### Task requirements
Leave out all lines before the one containing "fn event(category: EventCategory)", and copy that line and all the rest below it exactly.

### Provided records
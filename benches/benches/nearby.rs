// Copyright 2026 the Tripline Authors
// SPDX-License-Identifier: Apache-2.0 OR MIT

use criterion::{BenchmarkId, Criterion, Throughput, black_box, criterion_group, criterion_main};
use tripline_model::{EventCategory, GeoPoint, ItineraryEvent};
use tripline_nearby::derive_recommendations;

fn event(category: EventCategory) -> ItineraryEvent {
    ItineraryEvent {
        id: "evt-bench".into(),
        title: "Bench stop".into(),
        category,
        time: "12:00".into(),
        location: "Somewhere".into(),
        description: String::new(),
        duration: "1 h".into(),
        coordinate: GeoPoint::new(48.8566, 2.3522),
    }
}

fn bench_derive(c: &mut Criterion) {
    let mut group = c.benchmark_group("nearby/derive_recommendations");

    // The deriver runs on every hover-enter; cost should be dominated by
    // the handful of id/name allocations, independent of category.
    for (label, category) in [
        ("food", EventCategory::Food),
        ("accommodation", EventCategory::Accommodation),
        ("activity", EventCategory::Activity),
        ("transit", EventCategory::Transit),
    ] {
        let source = event(category);
        group.throughput(Throughput::Elements(1));
        group.bench_with_input(BenchmarkId::from_parameter(label), &source, |b, source| {
            b.iter(|| black_box(derive_recommendations(source)));
        });
    }

    group.finish();
}

criterion_group!(benches, bench_derive);
criterion_main!(benches);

### Written response
fn event(category: EventCategory) -> ItineraryEvent {
    ItineraryEvent {
        id: "evt-bench".into(),
        title: "Bench stop".into(),
        category,
        time: "12:00".into(),
        location: "Somewhere".into(),
        description: String::new(),
        duration: "1 h".into(),
        coordinate: GeoPoint::new(48.8566, 2.3522),
    }
}

fn bench_derive(c: &mut Criterion) {
    let mut group = c.benchmark_group("nearby/derive_recommendations");

    // The deriver runs on every hover-enter; cost should be dominated by
    // the handful of id/name allocations, independent of category.
    for (label, category) in [
        ("food", EventCategory::Food),
        ("accommodation", EventCategory::Accommodation),
        ("activity", EventCategory::Activity),
        ("transit", EventCategory::Transit),
    ] {
        let source = event(category);
        group.throughput(Throughput::Elements(1));
        group.bench_with_input(BenchmarkId::from_parameter(label), &source, |b, source| {
            b.iter(|| black_box(derive_recommendations(source)));
        });
    }

    group.finish();
}

criterion_group!(benches, bench_derive);
criterion_main!(benches);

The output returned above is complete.